Jake Longstreet lives in Colorado and loves being your stereotypical Western guy who drinks in the saloon, rides a horse on cattle drives, and has a gal named Shyann. Well, she’s not really “his” gal, but of all the men who patronize the saloon, she likes Jake the best, because he doesn’t “treat her like a whore.”
One fine afternoon, Jake comes into the saloon looking to get drunk and spend his cattle drive pay at the poker table, when he gets (through no intention of his own) involved in a fight between Shyann and Benjamin Davis, a buffalo hunter who wants Shyann for his very own. Again, without meaning to, Jake gets called out for a gunfight by Davis, who considers himself a bit of a badman.
What happens to Jake, Davis and Shyann, and how the Moon Men come into this story you’ll have to pick up the magazine to read. Not as much period information as in Killmer’s story, but a fun read.
“High Noon of the Living Dead” by Sam Kepfield is an odd story to find in an SF/Western magazine, because it’s got zombies in it. You’d think zombies would have more to do with black magic than SF, but Kepfield manages to bring in a sort of scientific justification for their presence in Dodge City in 1875.
Elijah Stewart, a teacher of biology and chemistry at Kansas State Agricultural College is doing field research with his assistant, one Kathleen Halloran; they head into Dodge just in time to meet what used to be Joe Floyd and his cattle drovers, who had unwisely taken Junius, a large black man from the Caribbean on as cook.

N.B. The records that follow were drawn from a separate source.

pub mod catalog;
pub mod clean;
pub mod discovery;
pub mod disk;
pub mod error;
pub mod platform;
pub mod resolve;
pub mod safety;
pub mod selection;
pub mod size;

pub use catalog::{Catalog, CatalogEntry};
pub use clean::{CleanEvent, CleanReport, Cleaner};
pub use discovery::{DiscoveredEntry, DiscoveryOptions, discover};
pub use disk::{DiskProbe, DiskSnapshot, SystemDisk};
pub use error::{CrumbsError, Result};
pub use platform::Platform;
pub use resolve::PathResolver;
pub use safety::{Protection, SafetyValidator, Verdict};
pub use selection::{EventSource, MenuEvent, Selection, SessionEnd, Transition, run_session};
pub use size::{estimate_size, format_size, size_percentage};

As opposed to almost everyone in the Resident Evil movies, Stewart and Halloran quickly learn that to put one of the Undead down, you gotta shoot ‘em in the head. It turns out that Junius is in the employ of one Jean-Louis Henri Lefebvre, ex-Confederate general, who plans to set up his own secessionist South by feeding the populace treated beef that will sap their wills and leave them subject only to his.
In the process of solving this, we meet Bat Masterson, Wyatt Earp and Doc Holliday; these ones, though, are more convincing than the ones we met briefly in the Whalen story. Another fine blend of SF and Western, with an interesting and satisfying conclusion.
Finally, the Jack London reprint, “A Thousand Deaths,” is an oddity about a long-suffering son with a scientifically-minded father who doesn’t mind if his son perishes in the course of an experiment. Or many times, for that matter. I’m not sure it really works, but hey—it’s Jack London!
Trying to meld SF and traditional Westerns can result in either a Frankenstein’s monster of a story, where all the stitches show, or a smooth melding of both genres—entirely dependent upon the skill of the writer. As this magazine shows, you can get both; and since the SF Western is not that common a beast, sometimes the editor and reader have to settle for both.